Dataset entries
━━━━━━
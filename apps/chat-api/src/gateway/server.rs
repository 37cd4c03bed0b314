//! WebSocket upgrade handler and per-connection event loop.

use std::sync::Arc;
use std::time::Duration;

use axum::extract::ws::{Message, WebSocket};
use axum::extract::{Query, State, WebSocketUpgrade};
use axum::http::header::AUTHORIZATION;
use axum::http::HeaderMap;
use axum::response::Response;
use axum::routing::get;
use axum::Router;
use futures_util::stream::{SplitSink, SplitStream};
use futures_util::{SinkExt, StreamExt};
use serde::Deserialize;
use tokio::sync::mpsc::UnboundedReceiver;
use tokio::time;

use crate::error::ApiError;
use crate::models::user::Identity;
use crate::AppState;

use super::events::{ClientCommand, ServerEvent};
use super::handler::{handle_command, HEARTBEAT_INTERVAL_MS};
use super::session::Session;
use super::ChatGateway;

/// Close codes (4000-range for application-level).
const CLOSE_UNKNOWN_ERROR: u16 = 4000;
const CLOSE_SESSION_TIMEOUT: u16 = 4009;

type WsSink = SplitSink<WebSocket, Message>;
type WsStream = SplitStream<WebSocket>;

#[derive(Debug, Deserialize)]
pub struct ConnectParams {
    pub token: Option<String>,
}

pub fn router() -> Router<AppState> {
    Router::new().route("/gateway", get(ws_upgrade))
}

/// Authenticate before upgrading: a rejected token never reaches the
/// registry and nobody hears about it.
async fn ws_upgrade(
    ws: WebSocketUpgrade,
    State(state): State<AppState>,
    Query(params): Query<ConnectParams>,
    headers: HeaderMap,
) -> Result<Response, ApiError> {
    let token = params
        .token
        .as_deref()
        .or_else(|| headers.get(AUTHORIZATION).and_then(|v| v.to_str().ok()));

    let identity = match state.gate.authenticate(token).await {
        Ok(identity) => identity,
        Err(err) => {
            tracing::debug!(%err, "gateway handshake rejected");
            return Err(err.into());
        }
    };

    let gateway = state.gateway.clone();
    Ok(ws.on_upgrade(move |socket| handle_connection(socket, gateway, identity)))
}

async fn handle_connection(socket: WebSocket, gateway: Arc<ChatGateway>, identity: Identity) {
    let (session, events) = gateway.connect(identity);

    tracing::info!(
        user_id = %session.user_id(),
        connection_id = %session.connection_id(),
        "gateway session established"
    );

    let (ws_tx, ws_rx) = socket.split();
    run_session(&gateway, &session, ws_tx, ws_rx, events).await;

    let went_offline = gateway.disconnect(&session);

    tracing::info!(
        user_id = %session.user_id(),
        connection_id = %session.connection_id(),
        went_offline,
        "gateway session ended"
    );
}

/// Main session event loop: run client commands, forward queued events,
/// enforce heartbeat.
async fn run_session(
    gateway: &ChatGateway,
    session: &Session,
    mut ws_tx: WsSink,
    mut ws_rx: WsStream,
    mut events: UnboundedReceiver<ServerEvent>,
) {
    // Heartbeat deadline: client must heartbeat within 1.5× the interval.
    let heartbeat_deadline = Duration::from_millis(HEARTBEAT_INTERVAL_MS * 3 / 2);
    let mut heartbeat_timer = time::interval(heartbeat_deadline);
    heartbeat_timer.tick().await; // First tick fires immediately; skip it.
    let mut got_heartbeat = true;

    loop {
        tokio::select! {
            // Client sends us a message.
            msg = ws_rx.next() => {
                match msg {
                    Some(Ok(Message::Text(text))) => {
                        let value: serde_json::Value = match serde_json::from_str(&text) {
                            Ok(v) => v,
                            Err(_) => {
                                let _ = send_close(&mut ws_tx, CLOSE_UNKNOWN_ERROR, "Invalid JSON").await;
                                break;
                            }
                        };

                        let command: ClientCommand = match serde_json::from_value(value) {
                            Ok(c) => c,
                            Err(e) => {
                                tracing::debug!(%e, user_id = %session.user_id(), "unrecognised command");
                                session.deliver(ServerEvent::notification("Unknown command"));
                                continue;
                            }
                        };

                        if matches!(command, ClientCommand::Heartbeat { .. }) {
                            got_heartbeat = true;
                        }
                        handle_command(gateway, session, command).await;
                    }
                    Some(Ok(Message::Ping(_))) | Some(Ok(Message::Pong(_))) => continue,
                    Some(Ok(Message::Close(_))) | None => break,
                    Some(Err(e)) => {
                        tracing::debug!(?e, user_id = %session.user_id(), "ws read error");
                        break;
                    }
                    _ => continue,
                }
            }

            // Event queued for this connection.
            event = events.recv() => {
                let Some(event) = event else { break };
                let json = match serde_json::to_string(&event) {
                    Ok(json) => json,
                    Err(e) => {
                        tracing::error!(%e, event = event.name(), "failed to serialise event");
                        continue;
                    }
                };
                if ws_tx.send(Message::Text(json.into())).await.is_err() {
                    break;
                }
            }

            // Heartbeat timeout check.
            _ = heartbeat_timer.tick() => {
                if !got_heartbeat {
                    tracing::debug!(
                        user_id = %session.user_id(),
                        "heartbeat timeout, closing connection"
                    );
                    let _ = send_close(&mut ws_tx, CLOSE_SESSION_TIMEOUT, "Heartbeat timeout").await;
                    break;
                }
                got_heartbeat = false;
            }
        }
    }
}

/// Send a WebSocket close frame with a code and reason.
async fn send_close(ws_tx: &mut WsSink, code: u16, reason: &str) -> Result<(), axum::Error> {
    let close_msg = Message::Close(Some(axum::extract::ws::CloseFrame {
        code,
        reason: reason.to_string().into(),
    }));
    ws_tx.send(close_msg).await
}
━━━━━━
WORK TASK: Each record above has to be set down again, word for word.

COMPLETED TASK:
filename apps/chat-api/src/gateway/server.rs
repository 37cd4c03bed0b314
//! WebSocket upgrade handler and per-connection event loop.

use std::sync::Arc;
use std::time::Duration;

use axum::extract::ws::{Message, WebSocket};
use axum::extract::{Query, State, WebSocketUpgrade};
use axum::http::header::AUTHORIZATION;
use axum::http::HeaderMap;
use axum::response::Response;
use axum::routing::get;
use axum::Router;
use futures_util::stream::{SplitSink, SplitStream};
use futures_util::{SinkExt, StreamExt};
use serde::Deserialize;
use tokio::sync::mpsc::UnboundedReceiver;
use tokio::time;

use crate::error::ApiError;
use crate::models::user::Identity;
use crate::AppState;

use super::events::{ClientCommand, ServerEvent};
use super::handler::{handle_command, HEARTBEAT_INTERVAL_MS};
use super::session::Session;
use super::ChatGateway;

/// Close codes (4000-range for application-level).
const CLOSE_UNKNOWN_ERROR: u16 = 4000;
const CLOSE_SESSION_TIMEOUT: u16 = 4009;

type WsSink = SplitSink<WebSocket, Message>;
type WsStream = SplitStream<WebSocket>;

#[derive(Debug, Deserialize)]
pub struct ConnectParams {
    pub token: Option<String>,
}

pub fn router() -> Router<AppState> {
    Router::new().route("/gateway", get(ws_upgrade))
}

/// Authenticate before upgrading: a rejected token never reaches the
/// registry and nobody hears about it.
async fn ws_upgrade(
    ws: WebSocketUpgrade,
    State(state): State<AppState>,
    Query(params): Query<ConnectParams>,
    headers: HeaderMap,
) -> Result<Response, ApiError> {
    let token = params
        .token
        .as_deref()
        .or_else(|| headers.get(AUTHORIZATION).and_then(|v| v.to_str().ok()));

    let identity = match state.gate.authenticate(token).await {
        Ok(identity) => identity,
        Err(err) => {
            tracing::debug!(%err, "gateway handshake rejected");
            return Err(err.into());
        }
    };

    let gateway = state.gateway.clone();
    Ok(ws.on_upgrade(move |socket| handle_connection(socket, gateway, identity)))
}

async fn handle_connection(socket: WebSocket, gateway: Arc<ChatGateway>, identity: Identity) {
    let (session, events) = gateway.connect(identity);

    tracing::info!(
        user_id = %session.user_id(),
        connection_id = %session.connection_id(),
        "gateway session established"
    );

    let (ws_tx, ws_rx) = socket.split();
    run_session(&gateway, &session, ws_tx, ws_rx, events).await;

    let went_offline = gateway.disconnect(&session);

    tracing::info!(
        user_id = %session.user_id(),
        connection_id = %session.connection_id(),
        went_offline,
        "gateway session ended"
    );
}

/// Main session event loop: run client commands, forward queued events,
/// enforce heartbeat.
async fn run_session(
    gateway: &ChatGateway,
    session: &Session,
    mut ws_tx: WsSink,
    mut ws_rx: WsStream,
    mut events: UnboundedReceiver<ServerEvent>,
) {
    // Heartbeat deadline: client must heartbeat within 1.5× the interval.
    let heartbeat_deadline = Duration::from_millis(HEARTBEAT_INTERVAL_MS * 3 / 2);
    let mut heartbeat_timer = time::interval(heartbeat_deadline);
    heartbeat_timer.tick().await; // First tick fires immediately; skip it.
    let mut got_heartbeat = true;

    loop {
        tokio::select! {
            // Client sends us a message.
            msg = ws_rx.next() => {
                match msg {
                    Some(Ok(Message::Text(text))) => {
                        let value: serde_json::Value = match serde_json::from_str(&text) {
                            Ok(v) => v,
                            Err(_) => {
                                let _ = send_close(&mut ws_tx, CLOSE_UNKNOWN_ERROR, "Invalid JSON").await;
                                break;
                            }
                        };

                        let command: ClientCommand = match serde_json::from_value(value) {
                            Ok(c) => c,
                            Err(e) => {
                                tracing::debug!(%e, user_id = %session.user_id(), "unrecognised command");
                                session.deliver(ServerEvent::notification("Unknown command"));
                                continue;
                            }
                        };

                        if matches!(command, ClientCommand::Heartbeat { .. }) {
                            got_heartbeat = true;
                        }
                        handle_command(gateway, session, command).await;
                    }
                    Some(Ok(Message::Ping(_))) | Some(Ok(Message::Pong(_))) => continue,
                    Some(Ok(Message::Close(_))) | None => break,
                    Some(Err(e)) => {
                        tracing::debug!(?e, user_id = %session.user_id(), "ws read error");
                        break;
                    }
                    _ => continue,
                }
            }

            // Event queued for this connection.
            event = events.recv() => {
                let Some(event) = event else { break };
                let json = match serde_json::to_string(&event) {
                    Ok(json) => json,
                    Err(e) => {
                        tracing::error!(%e, event = event.name(), "failed to serialise event");
                        continue;
                    }
                };
                if ws_tx.send(Message::Text(json.into())).await.is_err() {
                    break;
                }
            }

            // Heartbeat timeout check.
            _ = heartbeat_timer.tick() => {
                if !got_heartbeat {
                    tracing::debug!(
                        user_id = %session.user_id(),
                        "heartbeat timeout, closing connection"
                    );
                    let _ = send_close(&mut ws_tx, CLOSE_SESSION_TIMEOUT, "Heartbeat timeout").await;
                    break;
                }
                got_heartbeat = false;
            }
        }
    }
}

/// Send a WebSocket close frame with a code and reason.
async fn send_close(ws_tx: &mut WsSink, code: u16, reason: &str) -> Result<(), axum::Error> {
    let close_msg = Message::Close(Some(axum::extract::ws::CloseFrame {
        code,
        reason: reason.to_string().into(),
    }));
    ws_tx.send(close_msg).await
}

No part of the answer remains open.